The chorus started out a little unfocused but rallied to produce singing of impressive amplitude, blend and ensemble. Indeed, if William Spaulding can obtain similar results when he moves to the London, England Royal Opera, then that will make a significant difference to the quality of that house. The orchestral playing was absolutely magnificent, truly alive to the multitude of colours in the score. Indeed, the string, harp and celesta-led sound world was absolutely ravishing with some impressive depth of string tone. Strauss also creates some beguilingly mellifluous and languid woodwind writing and the playing of the principal clarinet in particular was something very special. The brass was splendid, ringing out and really making those reaching climaxes soar. The Act 3 interlude is without a doubt one of the most beautiful things Strauss ever wrote and tonight it was so beautifully played that one could not fail to be moved. None of this would have had the impact it had had if it wasn’t for the outstanding conducting of Sebastian Weigle who was a highly persuasive advocate for the piece. He really had a genuine sense of how to pace the work, never wallowing but always keeping it moving yet giving those purple passages, such as that aforementioned interlude, the space they needed to work their magic.

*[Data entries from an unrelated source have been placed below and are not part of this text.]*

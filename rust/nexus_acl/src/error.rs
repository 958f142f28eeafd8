//! Error types for grant mutation and configuration.
//!
//! Authorization decisions never produce an error; only writes to
//! authorization state and configuration parsing do.

use thiserror::Error;

use crate::permission::Permission;

/// Errors raised by the access-control layer.
#[derive(Debug, Error)]
pub enum AccessError {
    /// Storage collaborator failure, propagated unchanged.
    #[error("storage error: {0}")]
    Storage(String),

    /// A mutation referenced a node that does not exist.
    #[error("node not found: {0}")]
    NodeNotFound(String),

    /// A mutation referenced a relationship that does not exist.
    #[error("relationship not found: {0}")]
    RelationshipNotFound(String),

    /// An id that is neither a node nor a relationship.
    #[error("element not found: {0}")]
    ElementNotFound(String),

    /// The acting context may not change access control on the resource.
    #[error("{permission} not permitted on {resource}")]
    Forbidden {
        permission: Permission,
        resource: String,
    },

    /// A permission name that is not one of the four known permissions.
    #[error("unknown permission: {0}")]
    UnknownPermission(String),

    /// Malformed configuration.
    #[error("config error: {0}")]
    Config(#[from] serde_json::Error),
}

impl AccessError {
    /// Shorthand for a storage failure.
    pub fn storage(msg: impl Into<String>) -> Self {
        AccessError::Storage(msg.into())
    }
}

/// Result type for access-control mutations.
pub type Result<T> = std::result::Result<T, AccessError>;

#[cfg(test)]
mod tests {
    use super::*;

    #[test]
    fn forbidden_display_names_permission() {
        let err = AccessError::Forbidden {
            permission: Permission::AccessControl,
            resource: "abc".to_string(),
        };
        let msg = err.to_string();
        assert!(msg.contains("accessControl"), "got: {msg}");
        assert!(msg.contains("abc"), "got: {msg}");
    }

    #[test]
    fn config_error_from_serde() {
        let err: AccessError = serde_json::from_str::<serde_json::Value>("{")
            .unwrap_err()
            .into();
        assert!(matches!(err, AccessError::Config(_)));
    }
}
//! Per-path permission resolution result.

use ahash::AHashSet;

use crate::permission::{Permission, PermissionSet};

/// Properties that can never be masked out of a node's visible property set.
pub const SYSTEM_PROPERTIES: [&str; 2] = ["id", "type"];

/// Granted permissions, resolved permissions, and hidden properties for one
/// (start, end) path.
///
/// `checked` lets a caller tell "not granted" apart from "not evaluated yet".
#[derive(Debug, Clone, Default, PartialEq, Eq)]
pub struct PermissionResolutionMask {
    granted: PermissionSet,
    checked: PermissionSet,
    removed_properties: AHashSet<String>,
}

impl PermissionResolutionMask {
    pub fn new() -> Self {
        Self::default()
    }

    /// A mask granting every permission, with nothing checked or hidden.
    pub fn all() -> Self {
        Self {
            granted: PermissionSet::all(),
            ..Self::default()
        }
    }

    pub fn set_permission(&mut self, permission: Permission, allowed: bool) {
        self.granted.set_permission(permission, allowed);
    }

    pub fn allows(&self, permission: Permission) -> bool {
        self.granted.has(permission)
    }

    pub fn set_checked(&mut self, permission: Permission) {
        self.checked.set_permission(permission, true);
    }

    pub fn already_checked(&self, permission: Permission) -> bool {
        self.checked.has(permission)
    }

    pub fn granted(&self) -> PermissionSet {
        self.granted
    }

    pub fn checked(&self) -> PermissionSet {
        self.checked
    }

    pub fn grant_all(&mut self, permissions: PermissionSet) {
        self.granted |= permissions;
    }

    /// Zeroes the granted bits only. `checked` and the property mask survive.
    pub fn clear(&mut self) {
        self.granted = PermissionSet::empty();
    }

    /// Applies a property-mask delta such as `"-ssn -salary"`.
    ///
    /// Tokens are separated by whitespace or commas. `-name` hides a property
    /// on this path, `+name` exposes it again. A token without a prefix is
    /// taken as a hide; this runs on the read path and must never fail.
    pub fn handle_property_delta(&mut self, delta: &str) {
        for token in delta
            .split(|c: char| c.is_whitespace() || c == ',')
            .filter(|t| !t.is_empty())
        {
            if let Some(name) = token.strip_prefix('+') {
                self.removed_properties.remove(name);
                continue;
            }
            let name = match token.strip_prefix('-') {
                Some(name) => name,
                None => {
                    tracing::trace!(token, "property delta token without prefix");
                    token
                }
            };
            if !name.is_empty() {
                self.removed_properties.insert(name.to_string());
            }
        }
    }

    /// Whether `key` remains visible on this path.
    pub fn allows_property(&self, key: &str) -> bool {
        SYSTEM_PROPERTIES.contains(&key) || !self.removed_properties.contains(key)
    }

    pub fn removed_properties(&self) -> &AHashSet<String> {
        &self.removed_properties
    }

    /// Folds one resolved route into this mask: granted bits are unioned,
    /// removed properties intersected. The first route sets the removals.
    pub(crate) fn merge_route(&mut self, route: &PermissionResolutionMask, first: bool) {
        self.granted |= route.granted;
        if first {
            self.removed_properties = route.removed_properties.clone();
        } else {
            self.removed_properties
                .retain(|p| route.removed_properties.contains(p));
        }
    }

    /// Deep, independent clone.
    pub fn copy(&self) -> Self {
        self.clone()
    }

    /// Adopts `other`'s granted bits and property mask, keeping this mask's
    /// `checked` bookkeeping.
    pub fn restore(&mut self, other: &PermissionResolutionMask) {
        self.granted = other.granted;
        self.removed_properties = other.removed_properties.clone();
    }
}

Tonight might have been variably sung but what it confirmed was what a magnificent work Danae is. It’s a piece that challenges its performers and requires singers with solid techniques, an orchestra capable of a palette of unlimited tone colours and a conductor who knows how to pace the work bringing out its beauty yet never allowing it to wallow. In so many of those respects tonight’s performance delivered just what was needed. It was given in a staging that laid the story out in a clear and logical way and allowed the music the space it needed to bloom. The score itself has so much glorious music – that Act 3 interlude, the Act 3 duet between Midas and Danae, Jupiter’s farewell to Danae, the sheer inventiveness of the orchestration. The Deutsche Oper deserves the gratitude of Straussians everywhere for bringing this opera to life and at such a high level.